High Sensitivity Native Mass Spectrometry with Cation Exchange Chromatography

November 6, 2019
A. Carl Sanchez

,
Chad Eichman

The Column

The Column, The Column-11-06-2019, Volume 15, Issue 11
Page Number: 12–16

The utility of native high-resolution mass spectrometry (HRMS) in intact protein characterization is rapidly growing because of advances in both ion-exchange chromatography (IEC) as well as MS-compatible buffer systems.

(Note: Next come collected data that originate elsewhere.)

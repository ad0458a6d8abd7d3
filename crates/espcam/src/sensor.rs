// SPDX-License-Identifier: Apache-2.0
// Copyright 2025 Au-Zone Technologies

//! Named camera properties.
//!
//! Every property is one row of [`PROPERTIES`]; a single pair of functions
//! ([`CameraDevice::property`] and [`CameraDevice::set_property`]) serves
//! them all. Sensor controls read the sensor status and write through the
//! sensor's setter, checking the value range first and warning when the
//! sensor reads back something other than what was written. The remaining
//! rows expose configuration and sensor information.

use crate::{
    config::{quality_to_driver, Warning},
    device::CameraDevice,
    driver::{Control, Driver},
    format::{FrameSize, GainCeiling},
    Error,
};
use serde::Serialize;
use std::fmt;

/// How a property value is presented.
#[derive(Debug, Clone, Copy, PartialEq, Eq)]
pub enum PropertyKind {
    Int,
    Bool,
    Text,
    /// One of [`GainCeiling`], as its integer value.
    GainCeiling,
    /// One of [`FrameSize`], as its integer value.
    FrameSize,
    /// JPEG quality on the 0-100 scale.
    Quality,
}

/// Non-control values a property can expose.
#[derive(Debug, Clone, Copy, PartialEq, Eq)]
pub enum DeviceField {
    FrameSize,
    PixelFormat,
    GrabMode,
    FbCount,
    PixelWidth,
    PixelHeight,
    MaxFrameSize,
    SensorName,
    SupportsJpeg,
    Address,
}

/// Where a property value lives.
#[derive(Debug, Clone, Copy, PartialEq, Eq)]
pub enum Source {
    Control(Control),
    Device(DeviceField),
}

#[derive(Debug, Clone, Copy, PartialEq, Eq)]
pub struct Property {
    pub name: &'static str,
    pub kind: PropertyKind,
    pub source: Source,
    /// Inclusive bounds checked before the sensor sees the value.
    pub range: Option<(i32, i32)>,
    pub writable: bool,
}

const fn control(
    name: &'static str,
    kind: PropertyKind,
    control: Control,
    range: Option<(i32, i32)>,
) -> Property {
    Property {
        name,
        kind,
        source: Source::Control(control),
        range,
        writable: true,
    }
}

const fn field(name: &'static str, kind: PropertyKind, field: DeviceField) -> Property {
    Property {
        name,
        kind,
        source: Source::Device(field),
        range: None,
        writable: false,
    }
}

const LEVEL: Option<(i32, i32)> = Some((-2, 2));

/// Every property reachable by name.
pub static PROPERTIES: &[Property] = &[
    Property {
        writable: true,
        ..field("frame_size", PropertyKind::FrameSize, DeviceField::FrameSize)
    },
    field("pixel_format", PropertyKind::Int, DeviceField::PixelFormat),
    field("grab_mode", PropertyKind::Int, DeviceField::GrabMode),
    field("fb_count", PropertyKind::Int, DeviceField::FbCount),
    field("pixel_width", PropertyKind::Int, DeviceField::PixelWidth),
    field("pixel_height", PropertyKind::Int, DeviceField::PixelHeight),
    field("max_frame_size", PropertyKind::FrameSize, DeviceField::MaxFrameSize),
    field("sensor_name", PropertyKind::Text, DeviceField::SensorName),
    field("supports_jpeg", PropertyKind::Bool, DeviceField::SupportsJpeg),
    field("address", PropertyKind::Int, DeviceField::Address),
    control("contrast", PropertyKind::Int, Control::Contrast, LEVEL),
    control("brightness", PropertyKind::Int, Control::Brightness, LEVEL),
    control("saturation", PropertyKind::Int, Control::Saturation, LEVEL),
    control("sharpness", PropertyKind::Int, Control::Sharpness, LEVEL),
    control("denoise", PropertyKind::Int, Control::Denoise, None),
    control("gainceiling", PropertyKind::GainCeiling, Control::GainCeiling, Some((0, 6))),
    control("quality", PropertyKind::Quality, Control::Quality, Some((0, 100))),
    control("colorbar", PropertyKind::Bool, Control::Colorbar, None),
    control("whitebal", PropertyKind::Bool, Control::Whitebal, None),
    control("gain_ctrl", PropertyKind::Bool, Control::GainCtrl, None),
    control("exposure_ctrl", PropertyKind::Bool, Control::ExposureCtrl, None),
    control("hmirror", PropertyKind::Bool, Control::Hmirror, None),
    control("vflip", PropertyKind::Bool, Control::Vflip, None),
    control("aec2", PropertyKind::Bool, Control::Aec2, None),
    control("awb_gain", PropertyKind::Bool, Control::AwbGain, None),
    control("agc_gain", PropertyKind::Int, Control::AgcGain, None),
    control("aec_value", PropertyKind::Int, Control::AecValue, None),
    control("special_effect", PropertyKind::Int, Control::SpecialEffect, Some((0, 6))),
    control("wb_mode", PropertyKind::Int, Control::WbMode, Some((0, 4))),
    control("ae_level", PropertyKind::Int, Control::AeLevel, LEVEL),
    control("dcw", PropertyKind::Bool, Control::Dcw, None),
    control("bpc", PropertyKind::Bool, Control::Bpc, None),
    control("wpc", PropertyKind::Bool, Control::Wpc, None),
    control("raw_gma", PropertyKind::Bool, Control::RawGma, None),
    control("lenc", PropertyKind::Bool, Control::Lenc, None),
];

pub fn lookup(name: &str) -> Result<&'static Property, Error> {
    PROPERTIES
        .iter()
        .find(|prop| prop.name == name)
        .ok_or_else(|| Error::InvalidArgument(format!("No attribute {}", name)))
}

/// Value read from or written to a property.
#[derive(Debug, Clone, PartialEq, Eq, Serialize)]
#[serde(untagged)]
pub enum PropertyValue {
    Int(i32),
    Bool(bool),
    Text(String),
}

impl PropertyValue {
    fn as_int(&self, name: &str) -> Result<i32, Error> {
        match self {
            PropertyValue::Int(v) => Ok(*v),
            PropertyValue::Bool(b) => Ok(i32::from(*b)),
            PropertyValue::Text(_) => Err(Error::TypeMismatch(format!(
                "{} expects an integer",
                name
            ))),
        }
    }

    fn as_bool(&self, name: &str) -> Result<bool, Error> {
        match self {
            PropertyValue::Bool(b) => Ok(*b),
            PropertyValue::Int(v) => Ok(*v != 0),
            PropertyValue::Text(_) => Err(Error::TypeMismatch(format!(
                "{} expects a boolean",
                name
            ))),
        }
    }
}

impl fmt::Display for PropertyValue {
    fn fmt(&self, f: &mut fmt::Formatter) -> fmt::Result {
        match self {
            PropertyValue::Int(v) => write!(f, "{}", v),
            PropertyValue::Bool(b) => write!(f, "{}", b),
            PropertyValue::Text(s) => f.write_str(s),
        }
    }
}

impl From<i32> for PropertyValue {
    fn from(value: i32) -> Self {
        PropertyValue::Int(value)
    }
}

impl From<bool> for PropertyValue {
    fn from(value: bool) -> Self {
        PropertyValue::Bool(value)
    }
}

impl<D: Driver> CameraDevice<'_, D> {
    /// Read a property by name. Requires an active camera.
    pub fn property(&self, name: &str) -> Result<PropertyValue, Error> {
        let prop = lookup(name)?;
        self.require_active()?;
        match prop.source {
            Source::Control(control) => {
                let raw = self.driver.get_control(control)?;
                Ok(match prop.kind {
                    PropertyKind::Bool => PropertyValue::Bool(raw != 0),
                    // the sensor holds the driver scale; report what was set
                    PropertyKind::Quality => {
                        PropertyValue::Int(i32::from(self.config.jpeg_quality()))
                    }
                    _ => PropertyValue::Int(raw),
                })
            }
            Source::Device(field) => self.device_field(field),
        }
    }

    fn device_field(&self, field: DeviceField) -> Result<PropertyValue, Error> {
        let config = &self.config;
        Ok(match field {
            DeviceField::FrameSize => PropertyValue::Int(config.frame_size().raw() as i32),
            DeviceField::PixelFormat => PropertyValue::Int(config.pixel_format().raw() as i32),
            DeviceField::GrabMode => PropertyValue::Int(config.grab_mode().raw() as i32),
            DeviceField::FbCount => PropertyValue::Int(i32::from(config.fb_count())),
            DeviceField::PixelWidth => PropertyValue::Int(config.frame_size().width() as i32),
            DeviceField::PixelHeight => PropertyValue::Int(config.frame_size().height() as i32),
            DeviceField::MaxFrameSize => {
                PropertyValue::Int(self.driver.sensor_info()?.max_frame_size.raw() as i32)
            }
            DeviceField::SensorName => PropertyValue::Text(self.driver.sensor_info()?.name),
            DeviceField::SupportsJpeg => {
                PropertyValue::Bool(self.driver.sensor_info()?.supports_jpeg)
            }
            DeviceField::Address => {
                PropertyValue::Int(i32::from(self.driver.sensor_info()?.sccb_address))
            }
        })
    }

    /// Write a property by name. Requires an active camera.
    pub fn set_property(&mut self, name: &str, value: PropertyValue) -> Result<(), Error> {
        let prop = lookup(name)?;
        if !prop.writable {
            return Err(Error::InvalidArgument(format!("{} is read-only", name)));
        }
        self.require_active()?;

        let requested = match prop.kind {
            PropertyKind::Bool => i32::from(value.as_bool(name)?),
            _ => value.as_int(name)?,
        };
        if let Some((min, max)) = prop.range {
            if requested < min || requested > max {
                return Err(Error::InvalidArgument(format!(
                    "{} value must be between {} and {}",
                    name, min, max
                )));
            }
        }

        let control = match prop.source {
            Source::Control(control) => control,
            Source::Device(DeviceField::FrameSize) => {
                let size = FrameSize::try_from(i64::from(requested))?;
                return self.reconfigure(Some(size), None, None, None);
            }
            Source::Device(_) => {
                return Err(Error::InvalidArgument(format!("{} is read-only", name)))
            }
        };

        let driver_value = match prop.kind {
            PropertyKind::GainCeiling => GainCeiling::try_from(i64::from(requested))?.raw() as i32,
            PropertyKind::Quality => i32::from(quality_to_driver(requested as u8)),
            _ => requested,
        };
        self.driver.set_control(control, driver_value)?;
        if prop.kind == PropertyKind::Quality {
            self.config.set_jpeg_quality(requested as u8)?;
        }

        let actual = self.driver.get_control(control)?;
        let actual = if prop.kind == PropertyKind::Bool {
            i32::from(actual != 0)
        } else {
            actual
        };
        if actual != driver_value {
            Warning::PropertyNotApplied {
                property: prop.name,
                requested: driver_value,
                actual,
            }
            .raise(&mut self.warnings);
        }
        Ok(())
    }
}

MS is a critical component of biotherapeutic characterization, but its combination with traditional chromatographic separations, such as size-exclusion chromatography (SEC) and IEC, has been slow because of the predominant use of high salt mobile phases, which are incompatible with MS. Recently reported methods using cation-exchange chromatography (CEX) with volatile buffer systems for pH gradient elution has given researchers the ability to use these chromatographic techniques with MS detection. In this article a robust, MS-compatible buffer system for high sensitivity IEC with pH gradient elution for charge variant analysis of intact monoclonal antibodies (mAbs) is described.

The utility of native high-resolution mass spectrometry (HRMS) in intact protein characterization is rapidly growing because of advances in both ion-exchange chromatography (IEC) as well as MS-compatible buffer systems. MS is a critical component of biotherapeutic characterization, but its combination with traditional chromatographic separations, such as size-exclusion chromatography (SEC) and IEC, has been slow because of the predominant use of high salt mobile phases, which are incompatible with MS. Recently reported methods using cation-exchange chromatography (CEX) with volatile buffer systems for pH gradient elution has given researchers the ability to use these chromatographic techniques with MS detection. In this article a robust, MS-compatible buffer system for high sensitivity IEC with pH gradient elution for charge variant analysis of intact monoclonal antibodies (mAbs) is described.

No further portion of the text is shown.